JAKARTA - Pemerintahan ke depan diprediksi akan mengemban tugas berat dalam menutup utang luar negeri. Hal tersebut dikarenakan neraca transaksi berjalan yang terus defisit.
Pengamat dari Asosiasi Ekonomi Politik Indonesia (AEPI), Salamuddin Aeng, mengatakan pemerintah tidak punya cara lain untuk menutup utang tersebut, kecuali dengan cara kembali menambah utang.
"Menurut saya enggak ada jalan, jalannya mengambil utang lain," ungkapnya saat ditemui di Galery Cafe, Senin (29/9/2014).
Menurut dia, meningkatnya defisit transaksi berjalan karena pemenuhan kebutuhan masyarakat sebagian besar diperoleh dari impor. Selain itu, pengalihan APBN untuk sektor produktif juga tidak akan mampu menutup utang tersebut. Dia menilai sektor produktif tersebut telah dikuasai oleh investor.
"Seluruh infrastruktur sudah milik investmen, apakah tol, pelabuhan, infrastruktur sudah kontrak investmen. Tidak bisa APBN untuk infrastruktur. MRT oleh Jepang, monorel China, Giant Sea Wall," jelasnya.
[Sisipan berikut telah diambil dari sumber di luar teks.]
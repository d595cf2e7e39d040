//! Attendance business logic - daily check-in and check-out.
//!
//! One record per employee per day. Shifts may cross midnight: a check-out
//! earlier than the check-in closes the previous day's record.

use crate::{
    core::{employee::get_employee, period::month_dates},
    entities::{Attendance, attendance},
    errors::{Error, Result},
};
use chrono::{DateTime, Days, NaiveTime, Utc};
use rust_decimal::{Decimal, prelude::ToPrimitive};
use sea_orm::{QueryOrder, Set, prelude::*};
use serde::Serialize;

const SECONDS_PER_DAY: i64 = 24 * 60 * 60;

/// A month of attendance with totals
#[derive(Debug, Clone, Serialize)]
pub struct AttendanceReport {
    /// Records ordered by date then employee
    pub records: Vec<attendance::Model>,
    /// Sum of `hours_worked`
    pub total_hours: f64,
    /// Number of records with a check-in
    pub days_present: usize,
}

/// Hours between two clock times, wrapping past midnight, rounded to 2 dp.
#[must_use]
pub fn hours_between(check_in: NaiveTime, check_out: NaiveTime) -> f64 {
    let mut seconds = (check_out - check_in).num_seconds();
    if seconds < 0 {
        seconds += SECONDS_PER_DAY;
    }
    let hours = Decimal::from(seconds) / Decimal::from(3600);
    crate::core::money::round_money(hours)
        .to_f64()
        .unwrap_or_default()
}

async fn find_record<C>(
    db: &C,
    employee_id: i64,
    date: chrono::NaiveDate,
) -> Result<Option<attendance::Model>>
where
    C: ConnectionTrait,
{
    Attendance::find()
        .filter(attendance::Column::EmployeeId.eq(employee_id))
        .filter(attendance::Column::Date.eq(date))
        .one(db)
        .await
        .map_err(Into::into)
}

/// Checks an employee in at `at`.
///
/// # Errors
/// Returns an error if the employee is inactive or already checked in that day.
pub async fn check_in(
    db: &DatabaseConnection,
    outlet_id: i64,
    employee_id: i64,
    at: DateTime<Utc>,
) -> Result<attendance::Model> {
    let employee = get_employee(db, outlet_id, employee_id).await?;
    if !employee.is_active {
        return Err(Error::InvalidState {
            entity: "employee",
            state: "Inactive".to_string(),
            action: "check in",
        });
    }

    let date = at.date_naive();
    if find_record(db, employee_id, date).await?.is_some() {
        return Err(Error::Conflict {
            message: format!("{} already checked in on {date}", employee.name),
        });
    }

    let record = attendance::ActiveModel {
        outlet_id: Set(outlet_id),
        employee_id: Set(employee_id),
        date: Set(date),
        check_in_time: Set(Some(at.time())),
        check_out_time: Set(None),
        hours_worked: Set(0.0),
        notes: Set(None),
        ..Default::default()
    }
    .insert(db)
    .await?;

    tracing::info!(outlet_id, employee_id, %date, "Checked in");
    Ok(record)
}

/// Checks an employee out at `at` and computes hours worked.
///
/// Looks for an open check-in on the same day first, then on the previous
/// day for overnight shifts.
pub async fn check_out(
    db: &DatabaseConnection,
    outlet_id: i64,
    employee_id: i64,
    at: DateTime<Utc>,
) -> Result<attendance::Model> {
    get_employee(db, outlet_id, employee_id).await?;

    let today = at.date_naive();
    let is_open = |r: &attendance::Model| r.check_in_time.is_some() && r.check_out_time.is_none();

    let mut open = find_record(db, employee_id, today).await?.filter(is_open);
    if open.is_none() {
        if let Some(yesterday) = today.checked_sub_days(Days::new(1)) {
            open = find_record(db, employee_id, yesterday).await?.filter(is_open);
        }
    }
    let record = open.ok_or_else(|| Error::InvalidState {
        entity: "attendance",
        state: "NotCheckedIn".to_string(),
        action: "check out",
    })?;

    let check_in_time = record.check_in_time.unwrap_or_default();
    let check_out_time = at.time();
    let hours = hours_between(check_in_time, check_out_time);

    let mut active: attendance::ActiveModel = record.into();
    active.check_out_time = Set(Some(check_out_time));
    active.hours_worked = Set(hours);
    let updated = active.update(db).await?;

    tracing::info!(outlet_id, employee_id, hours, "Checked out");
    Ok(updated)
}

/// Attendance records of a month, optionally for one employee.
pub async fn month_records<C>(
    db: &C,
    outlet_id: i64,
    year: i32,
    month: i32,
    employee_id: Option<i64>,
) -> Result<Vec<attendance::Model>>
where
    C: ConnectionTrait,
{
    let (first, next) = month_dates(year, month)?;
    let mut query = Attendance::find()
        .filter(attendance::Column::OutletId.eq(outlet_id))
        .filter(attendance::Column::Date.gte(first))
        .filter(attendance::Column::Date.lt(next));
    if let Some(employee_id) = employee_id {
        query = query.filter(attendance::Column::EmployeeId.eq(employee_id));
    }
    query
        .order_by_asc(attendance::Column::Date)
        .order_by_asc(attendance::Column::EmployeeId)
        .all(db)
        .await
        .map_err(Into::into)
}

/// Monthly attendance with totals.
pub async fn attendance_report(
    db: &DatabaseConnection,
    outlet_id: i64,
    year: i32,
    month: i32,
    employee_id: Option<i64>,
) -> Result<AttendanceReport> {
    let records = month_records(db, outlet_id, year, month, employee_id).await?;
    let total_hours = crate::core::money::sum_amounts(records.iter().map(|r| r.hours_worked));
    let days_present = records.iter().filter(|r| r.check_in_time.is_some()).count();
    Ok(AttendanceReport {
        total_hours: crate::core::money::to_amount(total_hours),
        days_present,
        records,
    })
}

#[cfg(test)]
mod tests {
    #![allow(clippy::unwrap_used)]
    #![allow(clippy::float_cmp)]
    use super::*;
    use crate::{core::employee::deactivate_employee, entities::PaymentType, test_utils::*};
    use chrono::TimeZone;

    fn at(day: u32, hour: u32, minute: u32) -> DateTime<Utc> {
        Utc.with_ymd_and_hms(2024, 5, day, hour, minute, 0).unwrap()
    }

    #[test]
    fn test_hours_between_wraps_midnight() {
        let t = |h, m| NaiveTime::from_hms_opt(h, m, 0).unwrap();
        assert_eq!(hours_between(t(9, 0), t(17, 30)), 8.5);
        assert_eq!(hours_between(t(20, 0), t(2, 0)), 6.0);
        assert_eq!(hours_between(t(9, 0), t(9, 20)), 0.33);
    }

    #[tokio::test]
    async fn test_check_in_then_out() -> Result<()> {
        let (db, ctx) = setup_outlet().await?;
        let staff = create_test_employee(&db, ctx.outlet_id(), "Staff", PaymentType::Daily, 50.0, 0.0).await?;

        let record = check_in(&db, ctx.outlet_id(), staff.id, at(3, 9, 0)).await?;
        assert!(record.check_out_time.is_none());

        let closed = check_out(&db, ctx.outlet_id(), staff.id, at(3, 17, 15)).await?;
        assert_eq!(closed.id, record.id);
        assert_eq!(closed.hours_worked, 8.25);
        Ok(())
    }

    #[tokio::test]
    async fn test_second_check_in_same_day_rejected() -> Result<()> {
        let (db, ctx) = setup_outlet().await?;
        let staff = create_test_employee(&db, ctx.outlet_id(), "Staff", PaymentType::Daily, 50.0, 0.0).await?;
        check_in(&db, ctx.outlet_id(), staff.id, at(3, 9, 0)).await?;

        let again = check_in(&db, ctx.outlet_id(), staff.id, at(3, 13, 0)).await;
        assert!(matches!(again, Err(Error::Conflict { .. })));
        Ok(())
    }

    #[tokio::test]
    async fn test_overnight_shift_closes_previous_day() -> Result<()> {
        let (db, ctx) = setup_outlet().await?;
        let staff = create_test_employee(&db, ctx.outlet_id(), "Night", PaymentType::Daily, 50.0, 0.0).await?;
        let record = check_in(&db, ctx.outlet_id(), staff.id, at(3, 20, 0)).await?;

        let closed = check_out(&db, ctx.outlet_id(), staff.id, at(4, 2, 30)).await?;
        assert_eq!(closed.id, record.id);
        assert_eq!(closed.hours_worked, 6.5);
        Ok(())
    }

    #[tokio::test]
    async fn test_check_out_without_check_in_rejected() -> Result<()> {
        let (db, ctx) = setup_outlet().await?;
        let staff = create_test_employee(&db, ctx.outlet_id(), "Staff", PaymentType::Daily, 50.0, 0.0).await?;
        let result = check_out(&db, ctx.outlet_id(), staff.id, at(3, 17, 0)).await;
        assert!(matches!(result, Err(Error::InvalidState { .. })));
        Ok(())
    }

    #[tokio::test]
    async fn test_inactive_employee_cannot_check_in() -> Result<()> {
        let (db, ctx) = setup_outlet().await?;
        let staff = create_test_employee(&db, ctx.outlet_id(), "Gone", PaymentType::Daily, 50.0, 0.0).await?;
        deactivate_employee(&db, ctx.outlet_id(), staff.id).await?;

        let result = check_in(&db, ctx.outlet_id(), staff.id, at(3, 9, 0)).await;
        assert!(matches!(result, Err(Error::InvalidState { .. })));
        Ok(())
    }

    #[tokio::test]
    async fn test_report_totals_month() -> Result<()> {
        let (db, ctx) = setup_outlet().await?;
        let staff = create_test_employee(&db, ctx.outlet_id(), "Staff", PaymentType::Daily, 50.0, 0.0).await?;
        for day in [2, 3] {
            check_in(&db, ctx.outlet_id(), staff.id, at(day, 10, 0)).await?;
            check_out(&db, ctx.outlet_id(), staff.id, at(day, 14, 0)).await?;
        }

        let report = attendance_report(&db, ctx.outlet_id(), 2024, 5, Some(staff.id)).await?;
        assert_eq!(report.records.len(), 2);
        assert_eq!(report.total_hours, 8.0);
        assert_eq!(report.days_present, 2);

        let june = attendance_report(&db, ctx.outlet_id(), 2024, 6, None).await?;
        assert!(june.records.is_empty());
        Ok(())
    }
}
Daeng menyebutkan, utang luar negeri Indonesia sudah terlalu besar. Pada kuartal I, utang luar negeri mencapai USD 276 miliar yang terdiri dari swasta, pemerintah, dan bank sentral.
"Pemerintah ke depan tulang belulang, proyek semua sudah dikontrak. Semua proyek skala besar sudah diserahkan asing," tukasnya.